In the battle between public science and anti-vaxxer sentiment, science is heavily outgunned writes Edward Luce in The FT
It is late October and Donald Trump has a surprise for you. Unlike the traditional pre-election shock — involving war or imminent terrorist attack — this revelation is about hope rather than fear. The “China virus” has been defeated thanks to the ingenuity of America’s president. The US has developed a vaccine that will be available to all citizens by the end of the year. Get online and book your jab.

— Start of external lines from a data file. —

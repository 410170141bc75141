// In-memory durable store
//
// Keeps the latest serialized form of every page, partitioned by session.

use std::collections::{BTreeMap, HashMap};

use parking_lot::RwLock;
use tracing::debug;

use pagekeep_core::PageId;
use pagekeep_error::{StoreError, StoreResult};

use crate::page::{PageContext, SerializedPage, StoredPage};
use crate::store::PageStore;

/// Thread-safe durable store holding serialized pages in memory
#[derive(Debug, Default)]
pub struct MemoryPageStore {
    sessions: RwLock<HashMap<String, BTreeMap<PageId, SerializedPage>>>,
}

impl MemoryPageStore {
    pub fn new() -> Self {
        Self::default()
    }

    /// Ids of the pages held for a session, ascending
    pub fn page_ids(&self, context: &PageContext) -> Vec<PageId> {
        self.sessions
            .read()
            .get(context.session_id())
            .map(|pages| pages.keys().copied().collect())
            .unwrap_or_default()
    }

    /// Number of sessions with at least one page
    pub fn session_count(&self) -> usize {
        self.sessions.read().len()
    }
}

impl PageStore for MemoryPageStore {
    fn can_be_asynchronous(&self, _context: &PageContext) -> bool {
        true
    }

    fn add_page(&self, context: &PageContext, page: StoredPage) -> StoreResult<()> {
        let page = match page {
            StoredPage::Serialized(page) => page,
            StoredPage::Live(handle) => {
                return Err(StoreError::LivePageRejected { page_id: handle.page_id() })
            }
        };
        debug!(session_id = context.session_id(), page_id = page.page_id, version = page.version, "storing page in memory");
        self.sessions
            .write()
            .entry(context.session_id().to_string())
            .or_default()
            .insert(page.page_id, page);
        Ok(())
    }

    fn get_page(&self, context: &PageContext, page_id: PageId) -> StoreResult<Option<StoredPage>> {
        Ok(self
            .sessions
            .read()
            .get(context.session_id())
            .and_then(|pages| pages.get(&page_id))
            .cloned()
            .map(StoredPage::Serialized))
    }

    fn remove_page(&self, context: &PageContext, page_id: PageId) -> StoreResult<()> {
        let mut sessions = self.sessions.write();
        if let Some(pages) = sessions.get_mut(context.session_id()) {
            pages.remove(&page_id);
            if pages.is_empty() {
                sessions.remove(context.session_id());
            }
        }
        Ok(())
    }

    fn remove_all_pages(&self, context: &PageContext) -> StoreResult<()> {
        self.sessions.write().remove(context.session_id());
        Ok(())
    }

    fn destroy(&self) {
        self.sessions.write().clear();
    }
}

It is possible Mr Trump could sway a critical slice of voters with such a declaration. The bigger danger is that he would deepen America’s mistrust of science. A recent poll found that only half of Americans definitely plan to take a coronavirus vaccine. Other polls said that between a quarter and a third of the nation would never get inoculated.
Whatever the true number, anti-vaccine campaigners are having a great pandemic — as indeed is Covid-19. At least three-quarters of the population would need to be vaccinated to reach herd immunity.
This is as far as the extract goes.